In the systems I've been involved with:
- Software - Open Source - not just the Electoral Commission has access to it, it's published on the web for anyone to verify. Operating system and compiler are also open-source.
- Spot-Checking - Conducted by the Electoral Commission, who may invite 3rd parties such as Universities to check.
- Background Checking - all those involved held security clearances at various levels.
- Equipment Certification - Commercial Off-The-Shelf Hardware is used - and certified by the Electoral Commission
- Dispute Resolution - handled by using alternate paper ballots, with Electoral Commission quarantining hardware for 3rd party inspection. In theory. as far as I know, there's been no disputes.
2 comments:
An electronic voting machine that is not secure is easier to subvert than a paper ballot box. A couple years ago when I was looking into it, the US systems, made by an ATM manufacturer were mostly running Windows CE and Microsoft Office. Some of them didn't keep any paper record, so there was no way to do a recount. A voting machine is at least as important as an ATM, and deserves the same level of security.
An awful lot of paranoia is justified in keeping elections secure. We had a lot of rush-job selection of machines, based on being handicapped-accessible. The rules your machines work under seem a lot more sensible.

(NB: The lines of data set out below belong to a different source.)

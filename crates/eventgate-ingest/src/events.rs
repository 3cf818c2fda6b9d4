//! Domain events and their one-byte opcodes.
//!
//! A message on the pub/sub channel is one opcode byte followed by a
//! MessagePack map:
//!
//! ```text
//! ┌────────┬──────────────────────────────┐
//! │ opcode │ msgpack payload              │
//! │ 1 byte │ named-field map              │
//! └────────┴──────────────────────────────┘
//! ```
//!
//! Every opcode the backing application emits is recognized, but only
//! the ones clients are told about have a [`DomainEvent`] variant.

use std::collections::HashMap;

use serde::de::DeserializeOwned;
use serde::{Deserialize, Deserializer, Serialize};

use crate::IngestError;
use crate::entities::{Attachment, Emote, Post, User};

// ---------------------------------------------------------------------------
// Opcode
// ---------------------------------------------------------------------------

/// Event kind tag, the first byte of every message.
#[derive(Debug, Clone, Copy, PartialEq, Eq, Hash)]
#[repr(u8)]
pub enum Opcode {
    CreateUser = 0,
    UpdateUser = 1,
    DeleteUser = 2,
    UpdateUserSettings = 3,
    RevokeSession = 4,
    UpdateRelationship = 5,
    CreateChat = 6,
    UpdateChat = 7,
    DeleteChat = 8,
    CreateChatMember = 9,
    UpdateChatMember = 10,
    DeleteChatMember = 11,
    CreateChatEmote = 12,
    UpdateChatEmote = 13,
    DeleteChatEmote = 14,
    Typing = 15,
    CreatePost = 16,
    UpdatePost = 17,
    DeletePost = 18,
    BulkDeletePosts = 19,
    PostReactionAdd = 20,
    PostReactionRemove = 21,
}

impl TryFrom<u8> for Opcode {
    type Error = IngestError;

    fn try_from(byte: u8) -> Result<Self, Self::Error> {
        use Opcode::*;
        Ok(match byte {
            0 => CreateUser,
            1 => UpdateUser,
            2 => DeleteUser,
            3 => UpdateUserSettings,
            4 => RevokeSession,
            5 => UpdateRelationship,
            6 => CreateChat,
            7 => UpdateChat,
            8 => DeleteChat,
            9 => CreateChatMember,
            10 => UpdateChatMember,
            11 => DeleteChatMember,
            12 => CreateChatEmote,
            13 => UpdateChatEmote,
            14 => DeleteChatEmote,
            15 => Typing,
            16 => CreatePost,
            17 => UpdatePost,
            18 => DeletePost,
            19 => BulkDeletePosts,
            20 => PostReactionAdd,
            21 => PostReactionRemove,
            other => return Err(IngestError::UnknownOpcode(other)),
        })
    }
}

// ---------------------------------------------------------------------------
// Payloads
// ---------------------------------------------------------------------------

#[derive(Debug, Clone, PartialEq, Eq, Serialize, Deserialize)]
pub struct UpdateUser {
    pub user: User,
}

/// `from` changed their relationship with `to`.
#[derive(Debug, Clone, PartialEq, Eq, Serialize, Deserialize)]
pub struct UpdateRelationship {
    pub from: User,
    pub to: User,
    pub state: i8,
    pub updated_at: i64,
}

#[derive(Debug, Clone, PartialEq, Eq, Serialize, Deserialize)]
pub struct Typing {
    pub chat_id: i64,
    pub user: User,
}

/// A created or edited post plus everything needed to render it.
///
/// Producers send nil for empty maps and for entries they could not load,
/// so every map accepts nil and `reply_to` / `users` entries may be `None`.
#[derive(Debug, Clone, PartialEq, Eq, Serialize, Deserialize)]
pub struct PostEvent {
    pub post: Post,
    #[serde(default, deserialize_with = "nil_as_default")]
    pub reply_to: HashMap<i64, Option<Post>>,
    #[serde(default, deserialize_with = "nil_as_default")]
    pub users: HashMap<i64, Option<User>>,
    #[serde(default, deserialize_with = "nil_as_default")]
    pub emotes: HashMap<String, Emote>,
    #[serde(default, deserialize_with = "nil_as_default")]
    pub attachments: HashMap<String, Attachment>,
}

#[derive(Debug, Clone, PartialEq, Eq, Serialize, Deserialize)]
pub struct DeletePost {
    pub chat_id: i64,
    pub post_id: i64,
}

#[derive(Debug, Clone, PartialEq, Eq, Serialize, Deserialize)]
pub struct BulkDeletePosts {
    pub chat_id: i64,
    pub start_id: i64,
    pub end_id: i64,
    #[serde(default, deserialize_with = "nil_as_default")]
    pub post_ids: Vec<i64>,
}

/// Reads nil as the type's default (empty map or list).
fn nil_as_default<'de, D, T>(deserializer: D) -> Result<T, D::Error>
where
    D: Deserializer<'de>,
    T: Default + Deserialize<'de>,
{
    Ok(Option::<T>::deserialize(deserializer)?.unwrap_or_default())
}

#[derive(Debug, Clone, PartialEq, Eq, Serialize, Deserialize)]
pub struct PostReaction {
    pub chat_id: i64,
    pub post_id: i64,
    pub emoji: String,
    pub user: User,
}

// ---------------------------------------------------------------------------
// DomainEvent
// ---------------------------------------------------------------------------

/// A decoded event that clients are told about.
#[derive(Debug, Clone, PartialEq, Eq)]
pub enum DomainEvent {
    UpdateUser(UpdateUser),
    UpdateRelationship(UpdateRelationship),
    Typing(Typing),
    CreatePost(PostEvent),
    UpdatePost(PostEvent),
    DeletePost(DeletePost),
    BulkDeletePosts(BulkDeletePosts),
    PostReactionAdd(PostReaction),
    PostReactionRemove(PostReaction),
}

fn parse<T: DeserializeOwned>(opcode: Opcode, payload: &[u8]) -> Result<T, IngestError> {
    rmp_serde::from_slice(payload).map_err(|source| IngestError::Decode { opcode, source })
}

impl DomainEvent {
    /// Decodes one pub/sub message.
    ///
    /// Returns `Ok(None)` for recognized opcodes that are not broadcast.
    ///
    /// # Errors
    /// [`IngestError::Empty`], [`IngestError::UnknownOpcode`], or
    /// [`IngestError::Decode`] when the payload doesn't fit the opcode.
    pub fn decode(raw: &[u8]) -> Result<Option<Self>, IngestError> {
        let (&byte, payload) = raw.split_first().ok_or(IngestError::Empty)?;
        let opcode = Opcode::try_from(byte)?;
        let event = match opcode {
            Opcode::UpdateUser => Self::UpdateUser(parse(opcode, payload)?),
            Opcode::UpdateRelationship => Self::UpdateRelationship(parse(opcode, payload)?),
            Opcode::Typing => Self::Typing(parse(opcode, payload)?),
            Opcode::CreatePost => Self::CreatePost(parse(opcode, payload)?),
            Opcode::UpdatePost => Self::UpdatePost(parse(opcode, payload)?),
            Opcode::DeletePost => Self::DeletePost(parse(opcode, payload)?),
            Opcode::BulkDeletePosts => Self::BulkDeletePosts(parse(opcode, payload)?),
            Opcode::PostReactionAdd => Self::PostReactionAdd(parse(opcode, payload)?),
            Opcode::PostReactionRemove => Self::PostReactionRemove(parse(opcode, payload)?),
            _ => return Ok(None),
        };
        Ok(Some(event))
    }

    pub fn opcode(&self) -> Opcode {
        match self {
            Self::UpdateUser(_) => Opcode::UpdateUser,
            Self::UpdateRelationship(_) => Opcode::UpdateRelationship,
            Self::Typing(_) => Opcode::Typing,
            Self::CreatePost(_) => Opcode::CreatePost,
            Self::UpdatePost(_) => Opcode::UpdatePost,
            Self::DeletePost(_) => Opcode::DeletePost,
            Self::BulkDeletePosts(_) => Opcode::BulkDeletePosts,
            Self::PostReactionAdd(_) => Opcode::PostReactionAdd,
            Self::PostReactionRemove(_) => Opcode::PostReactionRemove,
        }
    }

    /// Encodes the event as a pub/sub message, for in-process publishers.
    pub fn encode(&self) -> Result<Vec<u8>, IngestError> {
        let mut out = vec![self.opcode() as u8];
        match self {
            Self::UpdateUser(e) => rmp_serde::encode::write_named(&mut out, e),
            Self::UpdateRelationship(e) => rmp_serde::encode::write_named(&mut out, e),
            Self::Typing(e) => rmp_serde::encode::write_named(&mut out, e),
            Self::CreatePost(e) | Self::UpdatePost(e) => {
                rmp_serde::encode::write_named(&mut out, e)
            }
            Self::DeletePost(e) => rmp_serde::encode::write_named(&mut out, e),
            Self::BulkDeletePosts(e) => rmp_serde::encode::write_named(&mut out, e),
            Self::PostReactionAdd(e) | Self::PostReactionRemove(e) => {
                rmp_serde::encode::write_named(&mut out, e)
            }
        }
        .map_err(IngestError::Encode)?;
        Ok(out)
    }
}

The ones my area uses prints a paper copy that the voter can see, but the machine keeps the paper record. As far as I am concerned, that is a bare minimum, and any company proposing machines without a paper record should be permanently banned from the voting machine business.
The gaming machines with centralized reporting, etc. structures (most of them) also can (and most sites do, often by law) perform periodic automatic inspections of the software and files on board.
Also, in most jurisdictions, the ability to write to the permanent storage on board is disabled, so that all software changes go through specific controls.
There are also both locks and physical seals over access to the main boards - and best practices are the the important ones are controlled by more than one entity (say one lock is controlled by the state, and another by the owner).
In any case, while I think gaming law is a good guideline, it's not exactly what you want for voting machines - the requirements are different (for example, having direct recordings of the usage of the machines isn't viable if you want secret votes), the ability to rollback transactions is much weaker, etc.
I think the main point, though, is that at least in the U.S.A., we bought (and are buying) a bunch of machines that aren't designed to solve the vote counting, security, and fraud issues we had or will have in the future. They are more handicapped-accessible, though.
Also note that the voting machines themselves are only part of the problem/solution; a voting system (from the voter attempting to vote through the final tally) needs to be designed with attacks in mind - which include those from insiders. As one example, voting tabulators have been very vulnerable to security issues for a long time.